The question of “What would Leopold do?” is often fraught because it assumes that the thinking we need had been accomplished during Leopold’s time. That’s a mistake. Moreover, the academic and disciplinary legacy isn’t entirely heroic and persistent academic hagiographies of dead white men may communicate that the space isn’t entirely friendly to those who don’t share the privileges that I grew up with. So I hold it gingerly. 

Leopold looked to the future through an ethics lens and imagined, with all audacity, a culture that knew its place in nature through a posture of humility and took responsibility for itself as any honorable member would. Leopold knew the value of introspection and a generosity for the bit players in the biotic drama. He valued and taught the value of citizenship which fits so seamlessly with the importance of community. 

The better question is to emulate the progressive stance Leopold took and ask “How would Leopold think?”

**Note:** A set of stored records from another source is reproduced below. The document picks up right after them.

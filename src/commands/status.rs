// ABOUTME: Status command implementation.
// ABOUTME: Prints resolved targets and the distribution's current default-behavior triggers.

use edgeship::cloud::TriggerAssociation;
use edgeship::cloud::aws::CloudFrontEdge;
use edgeship::config::Config;
use edgeship::deploy::current_triggers;
use edgeship::error::Result;
use edgeship::output::Output;
use serde::Serialize;

#[derive(Serialize)]
struct Status<'a> {
    bucket: &'a str,
    prefix: Option<&'a str>,
    function: &'a str,
    distribution: &'a str,
    triggers: &'a [TriggerAssociation],
}

pub async fn status(config: Config, output: &mut Output) -> Result<()> {
    let deployment = &config.deployment;
    let edge = CloudFrontEdge::connect(&deployment.edge.region).await;
    let triggers = current_triggers(&edge, &deployment.edge.distribution_id).await?;

    output.progress(&format!(
        "Assets:       s3://{}/{} ({})",
        deployment.object_store.bucket,
        deployment
            .object_store
            .prefix
            .as_ref()
            .map(|p| p.as_str())
            .unwrap_or(""),
        deployment.object_store.region
    ));
    output.progress(&format!(
        "Function:     {} ({})",
        deployment.function.name, deployment.function.region
    ));
    output.progress(&format!("Distribution: {}", deployment.edge.distribution_id));
    if triggers.is_empty() {
        output.progress("No triggers bound on the default behavior");
    }
    for trigger in &triggers {
        output.progress(&format!("  {} → {}", trigger.event_type, trigger.function_arn));
    }

    let status = Status {
        bucket: deployment.object_store.bucket.as_str(),
        prefix: deployment.object_store.prefix.as_ref().map(|p| p.as_str()),
        function: deployment.function.name.as_str(),
        distribution: deployment.edge.distribution_id.as_str(),
        triggers: &triggers,
    };
    output.success_with(&format!("{} trigger(s) bound", triggers.len()), &status);
    Ok(())
}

Hat-tip to Leopold biographer and my friend, Cut Miene.
Source and copyright for the Leopold Photo: University of Wisconsin Libraries, Aldo Leopold digital archives

Tim Van Deelen

Tim Van Deelen is Professor of Forest and Wildlife Ecology at the University of Wisconsin – Madison. He grew up in Hudsonville, Michigan, and graduated from Calvin College. From there he went on to the University of Montana and Michigan State University. He now studies large mammal population dynamics, sails on Lake Mendota, enjoys a good plate of whitefish, and gains hope for the future from terrific graduate students. 

5 Comments

  • John Engelhard says:

    Serve, protect, humility! Amen

  • David Schelhaas says:

    Thank-you for this beautiful,challenging essay and your work as you pass on Leopold’s profound yet simple vision for earth keeping.

  • Tom Eggebeen says:

    I have a beat-up copy of “A Sand County Almanac” on my desk … frequently thumb through it … always find something of value, because of his love for the earth … such love never disappoints. Being a native of Wisconsin, Sheboygan, early-on I became acquainted with marshes, swamps, bogs … having lived in Wisconsin as an adult – near Hayward, the northern tier ecology (read wild blueberries) is one fascinating piece of geography.
    I found your careful consideration of his life – his “faith,” and such, to be just right … the work isn’t finished, and the privilege of dead white men has to be adjusted. And how desperately is the need for a more accurate reading of Scripture … yes, “to serve and protect,” not to profane and exploit.
    Your note is a kindly one, truthful … there is no other kindness … and I can only believe how grateful YOUR students are for #12!

  • Dale Wyngarden says:

    I Read SCA many years ago, and vaguely recall it being a worthwhile read and investment of my time, but little in the way of specifics other than a line that read something like “In wilderness is the salvation of mankind.” My paperback copy is in a box of books destined for our library used book sale. That destination has now been revised. It will be rescued and re-read. Thank you.

  • Christopher Poest says:

    We are all better because of the ways you “communicate with grace and beauty and punch.” Thank you.